I would like to know why private security guards, who aren't sworn peace officers, and have as much "authority" (there only job is to observe, report and deter crime) as the average citizen can legally open carry a loaded weapon while law-abiding members of the public can't. in some instances, a member of the public has far more firearms training than a private security guard, but that person can't open carry a loaded weapon.

Why is that? When will this be challenged? Private security guards should not have more rights than the public.

Has this issued been talked about much here?

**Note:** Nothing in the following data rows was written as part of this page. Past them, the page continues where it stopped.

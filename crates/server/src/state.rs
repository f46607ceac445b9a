//! Application state for the sign-up server.

use std::collections::HashMap;
use std::sync::Arc;
use std::sync::atomic::{AtomicI64, Ordering};

use event_types::{Attendee, ChangeOp, Event, NewAttendee, Table, WsServerMessage};
use thiserror::Error;
use tokio::sync::{RwLock, broadcast};

/// Capacity of the change-feed channel. Subscribers lagging past this skip
/// ahead rather than blocking inserts.
const CHANGE_FEED_CAPACITY: usize = 64;

/// Errors from state mutations.
#[derive(Error, Debug, PartialEq)]
pub enum InsertError {
    #[error("Event not found: {0}")]
    UnknownEvent(i64),
}

/// Shared application state.
#[derive(Clone)]
pub struct AppState {
    /// All seeded events, in listing order.
    pub events: Arc<Vec<Event>>,
    /// Event lookup by ID.
    events_by_id: Arc<HashMap<i64, Event>>,
    /// Registered attendees across all events.
    attendees: Arc<RwLock<Vec<Attendee>>>,
    /// Next attendee ID to hand out.
    next_attendee_id: Arc<AtomicI64>,
    /// Change-feed fan-out to WebSocket subscribers.
    changes: broadcast::Sender<WsServerMessage>,
}

impl AppState {
    /// Create a new app state with the given events.
    pub fn new(events: Vec<Event>) -> Self {
        let events_by_id: HashMap<i64, Event> = events.iter().map(|e| (e.id, e.clone())).collect();
        let (changes, _) = broadcast::channel(CHANGE_FEED_CAPACITY);

        Self {
            events: Arc::new(events),
            events_by_id: Arc::new(events_by_id),
            attendees: Arc::new(RwLock::new(Vec::new())),
            next_attendee_id: Arc::new(AtomicI64::new(1)),
            changes,
        }
    }

    /// Get an event by ID.
    pub fn get_event(&self, id: i64) -> Option<&Event> {
        self.events_by_id.get(&id)
    }

    /// Attendees registered for one event, in insertion order.
    pub async fn attendees_for(&self, event_id: i64) -> Vec<Attendee> {
        self.attendees
            .read()
            .await
            .iter()
            .filter(|a| a.event_id == event_id)
            .cloned()
            .collect()
    }

    /// Insert a new attendee and publish the change to subscribers.
    ///
    /// Rejects registrations for events that were never seeded.
    pub async fn insert_attendee(&self, new: NewAttendee) -> Result<Attendee, InsertError> {
        if !self.events_by_id.contains_key(&new.event_id) {
            return Err(InsertError::UnknownEvent(new.event_id));
        }

        let id = self.next_attendee_id.fetch_add(1, Ordering::Relaxed);
        let attendee = Attendee {
            id,
            name: new.name,
            event_id: new.event_id,
        };

        self.attendees.write().await.push(attendee.clone());

        // No subscribers is fine; the send result only reports that.
        let _ = self.changes.send(WsServerMessage::Change {
            table: Table::Attendees,
            op: ChangeOp::Insert,
            new: serde_json::to_value(&attendee).unwrap_or_default(),
        });

        Ok(attendee)
    }

    /// Subscribe to the change feed.
    pub fn subscribe(&self) -> broadcast::Receiver<WsServerMessage> {
        self.changes.subscribe()
    }
}
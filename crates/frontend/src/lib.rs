//! Event Sign-up - Yew WASM Frontend
//!
//! This crate provides the web UI for browsing events and registering
//! attendance.

mod app;
mod components;
mod pages;

pub use app::App;

use wasm_bindgen::prelude::*;

/// WASM entry point.
#[wasm_bindgen(start)]
pub fn main() {
    yew::Renderer::<App>::new().render();
}
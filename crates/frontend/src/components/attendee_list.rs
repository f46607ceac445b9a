//! Live attendee list component.
//!
//! Fetches the attendees registered so far, then subscribes to the server's
//! change feed so rows inserted by anyone appear without a reload. The
//! subscription is cancelled when the component unmounts.

use std::rc::Rc;

use event_types::{Attendee, ChangeOp, Table, WsClientMessage, WsServerMessage};
use futures::channel::oneshot;
use futures::{SinkExt, StreamExt};
use gloo_net::http::Request;
use gloo_net::websocket::{Message, futures::WebSocket};
use yew::prelude::*;

use crate::components::ToastMessage;

/// Attendee rows behind a reducer, so the long-lived feed task can append to
/// current state instead of a stale render snapshot.
#[derive(Default, PartialEq)]
struct Rows {
    attendees: Vec<Attendee>,
}

enum RowsAction {
    Replace(Vec<Attendee>),
    Append(Attendee),
}

impl Reducible for Rows {
    type Action = RowsAction;

    fn reduce(self: Rc<Self>, action: RowsAction) -> Rc<Self> {
        let attendees = match action {
            RowsAction::Replace(attendees) => attendees,
            RowsAction::Append(attendee) => {
                let mut attendees = self.attendees.clone();
                attendees.push(attendee);
                attendees
            }
        };
        Rc::new(Self { attendees })
    }
}

/// Properties for AttendeeList component.
#[derive(Properties, PartialEq)]
pub struct AttendeeListProps {
    pub event_id: i64,
    pub notify: Callback<ToastMessage>,
}

/// Live attendee list component.
#[function_component(AttendeeList)]
pub fn attendee_list(props: &AttendeeListProps) -> Html {
    let rows = use_reducer(Rows::default);

    // Fetch existing attendees
    {
        let rows = rows.clone();
        let notify = props.notify.clone();

        use_effect_with(props.event_id, move |&event_id| {
            wasm_bindgen_futures::spawn_local(async move {
                let url = format!("/api/events/{}/attendees", event_id);
                match Request::get(&url).send().await {
                    Ok(resp) if resp.ok() => {
                        if let Ok(data) = resp.json::<Vec<Attendee>>().await {
                            rows.dispatch(RowsAction::Replace(data));
                        }
                    }
                    Ok(resp) => {
                        notify.emit(ToastMessage::error(resp.status_text()));
                    }
                    Err(e) => {
                        notify.emit(ToastMessage::error(e.to_string()));
                    }
                }
            });
        });
    }

    // Subscribe to attendee inserts; cancel on unmount
    {
        let rows = rows.clone();

        use_effect_with(props.event_id, move |&event_id| {
            let (cancel_tx, mut cancel_rx) = oneshot::channel::<()>();

            wasm_bindgen_futures::spawn_local(async move {
                let ws = match WebSocket::open(&feed_url()) {
                    Ok(ws) => ws,
                    Err(e) => {
                        web_sys::console::error_1(
                            &format!("Failed to open change feed: {}", e).into(),
                        );
                        return;
                    }
                };
                let (mut write, read) = ws.split();
                let mut read = read.fuse();

                let subscribe = WsClientMessage::Subscribe {
                    table: Table::Attendees,
                    op: ChangeOp::Insert,
                };
                let json = serde_json::to_string(&subscribe).unwrap();
                if write.send(Message::Text(json)).await.is_err() {
                    return;
                }

                loop {
                    futures::select! {
                        msg = read.next() => {
                            let Some(Ok(Message::Text(text))) = msg else {
                                break;
                            };
                            if let Ok(WsServerMessage::Change { new, .. }) =
                                serde_json::from_str(&text)
                                && let Ok(row) = serde_json::from_value::<Attendee>(new)
                                && row.event_id == event_id
                            {
                                rows.dispatch(RowsAction::Append(row));
                            }
                        }
                        _ = cancel_rx => break,
                    }
                }
            });

            move || {
                let _ = cancel_tx.send(());
            }
        });
    }

    html! {
        <div class="attendee-list">
            <h2>{"Who's coming"}</h2>
            <ul>
                { for rows.attendees.iter().map(|attendee| {
                    html! { <li key={attendee.id}>{ &attendee.name }</li> }
                })}
            </ul>
        </div>
    }
}

/// WebSocket URL for the change feed, derived from the page location.
fn feed_url() -> String {
    let location = web_sys::window().map(|w| w.location());
    let (protocol, host) = location
        .and_then(|l| Some((l.protocol().ok()?, l.host().ok()?)))
        .unwrap_or_else(|| ("http:".to_string(), "localhost:4870".to_string()));

    let scheme = if protocol == "https:" { "wss" } else { "ws" };
    format!("{}://{}/ws", scheme, host)
}
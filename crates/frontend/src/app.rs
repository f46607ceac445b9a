//! Main application component with routing.

use yew::prelude::*;
use yew_router::prelude::*;

use crate::pages::{EventPage, HomePage};

/// Application routes.
#[derive(Clone, Routable, PartialEq)]
pub enum Route {
    #[at("/")]
    Home,
    #[at("/events/:id")]
    EventDetail { id: String },
    #[not_found]
    #[at("/404")]
    NotFound,
}

/// Route switch function.
fn switch(routes: Route) -> Html {
    match routes {
        Route::Home => html! { <HomePage /> },
        Route::EventDetail { id } => html! { <EventPage event_id={id} /> },
        Route::NotFound => html! {
            <div class="card">
                <h1>{"404 - Page Not Found"}</h1>
                <p>{"The page you're looking for doesn't exist."}</p>
            </div>
        },
    }
}

/// Main application component.
#[function_component(App)]
pub fn app() -> Html {
    html! {
        <BrowserRouter>
            <div class="app-container">
                <Header />
                <main class="main-content">
                    <Switch<Route> render={switch} />
                </main>
            </div>
        </BrowserRouter>
    }
}

/// Top navigation header.
#[function_component(Header)]
fn header() -> Html {
    html! {
        <header class="header">
            <Link<Route> to={Route::Home} classes="nav-brand">
                {"Event Sign-up"}
            </Link<Route>>
        </header>
    }
}
//! WebSocket handler for the live change feed.

use axum::{
    extract::{
        State,
        ws::{Message, WebSocket, WebSocketUpgrade},
    },
    response::IntoResponse,
};
use event_types::{ChangeOp, Table, WsClientMessage, WsServerMessage};
use futures::stream::SplitSink;
use futures::{SinkExt, StreamExt};
use tokio::sync::broadcast::error::RecvError;

use crate::state::AppState;

/// WebSocket upgrade handler.
pub async fn ws_handler(ws: WebSocketUpgrade, State(state): State<AppState>) -> impl IntoResponse {
    ws.on_upgrade(move |socket| handle_socket(socket, state))
}

/// Handle a WebSocket connection.
///
/// The client picks a table/operation filter with `Subscribe`; every matching
/// change published after that point is forwarded until the client
/// unsubscribes or the socket closes.
async fn handle_socket(socket: WebSocket, state: AppState) {
    let (mut sender, mut receiver) = socket.split();
    let mut changes = state.subscribe();
    let mut filter: Option<(Table, ChangeOp)> = None;

    loop {
        tokio::select! {
            msg = receiver.next() => {
                let text = match msg {
                    Some(Ok(Message::Text(text))) => text,
                    Some(Ok(Message::Close(_))) | None => break,
                    Some(Err(_)) => break,
                    _ => continue,
                };

                match serde_json::from_str::<WsClientMessage>(&text) {
                    Ok(WsClientMessage::Subscribe { table, op }) => {
                        filter = Some((table, op));
                        let ack = WsServerMessage::Subscribed { table, op };
                        if send_json(&mut sender, &ack).await.is_err() {
                            break;
                        }
                    }
                    Ok(WsClientMessage::Unsubscribe) => {
                        filter = None;
                    }
                    Err(e) => {
                        let error = WsServerMessage::Error {
                            message: format!("Invalid message format: {}", e),
                        };
                        if send_json(&mut sender, &error).await.is_err() {
                            break;
                        }
                    }
                }
            }
            change = changes.recv() => {
                let msg = match change {
                    Ok(msg) => msg,
                    // Skip the gap and keep streaming.
                    Err(RecvError::Lagged(_)) => continue,
                    Err(RecvError::Closed) => break,
                };

                if matches_filter(&msg, filter)
                    && send_json(&mut sender, &msg).await.is_err()
                {
                    break;
                }
            }
        }
    }
}

/// Serialize and send one server message.
async fn send_json(
    sender: &mut SplitSink<WebSocket, Message>,
    msg: &WsServerMessage,
) -> Result<(), axum::Error> {
    let json = serde_json::to_string(msg).unwrap();
    sender.send(Message::Text(json)).await
}

/// Whether a change message passes the client's subscription filter.
fn matches_filter(msg: &WsServerMessage, filter: Option<(Table, ChangeOp)>) -> bool {
    let Some((want_table, want_op)) = filter else {
        return false;
    };

    matches!(
        msg,
        WsServerMessage::Change { table, op, .. } if *table == want_table && *op == want_op
    )
}

#[cfg(test)]
mod tests {
    use super::*;

    #[test]
    fn test_client_message_parsing() {
        let json = r#"{"type":"Subscribe","payload":{"table":"attendees","op":"INSERT"}}"#;
        let msg: WsClientMessage = serde_json::from_str(json).unwrap();

        if let WsClientMessage::Subscribe { table, op } = msg {
            assert_eq!(table, Table::Attendees);
            assert_eq!(op, ChangeOp::Insert);
        } else {
            panic!("Wrong variant");
        }
    }

    #[test]
    fn test_filter_matching() {
        let change = WsServerMessage::Change {
            table: Table::Attendees,
            op: ChangeOp::Insert,
            new: serde_json::Value::Null,
        };

        assert!(matches_filter(
            &change,
            Some((Table::Attendees, ChangeOp::Insert))
        ));
        assert!(!matches_filter(
            &change,
            Some((Table::Events, ChangeOp::Insert))
        ));
        assert!(!matches_filter(
            &change,
            Some((Table::Attendees, ChangeOp::Delete))
        ));
        assert!(!matches_filter(&change, None));
    }

    #[test]
    fn test_non_change_messages_never_forwarded() {
        let ack = WsServerMessage::Subscribed {
            table: Table::Attendees,
            op: ChangeOp::Insert,
        };

        assert!(!matches_filter(
            &ack,
            Some((Table::Attendees, ChangeOp::Insert))
        ));
    }
}
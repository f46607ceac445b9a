//! Loading spinner component.

use yew::prelude::*;

/// Loading spinner component.
#[function_component(Loading)]
pub fn loading() -> Html {
    html! {
        <div class="loading">
            <div class="spinner"></div>
        </div>
    }
}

An armed guard is put in places that could get them or you killed. They are there not to protect the property as you might think. They are there to protect their and your life. Case in point....a bank guard is in a bank with his or her gun and a robbery is taking place. They cannot shoot the robber unless that robber is hurting or trying to kill someone. Now if the robber shows he has a gun and is pointing it at a person or the guard then the guard can shoot. Only to save a life can a guard shoot. So be glad you have armed guards around to save you if you are in that bank and being robbed along with the bank.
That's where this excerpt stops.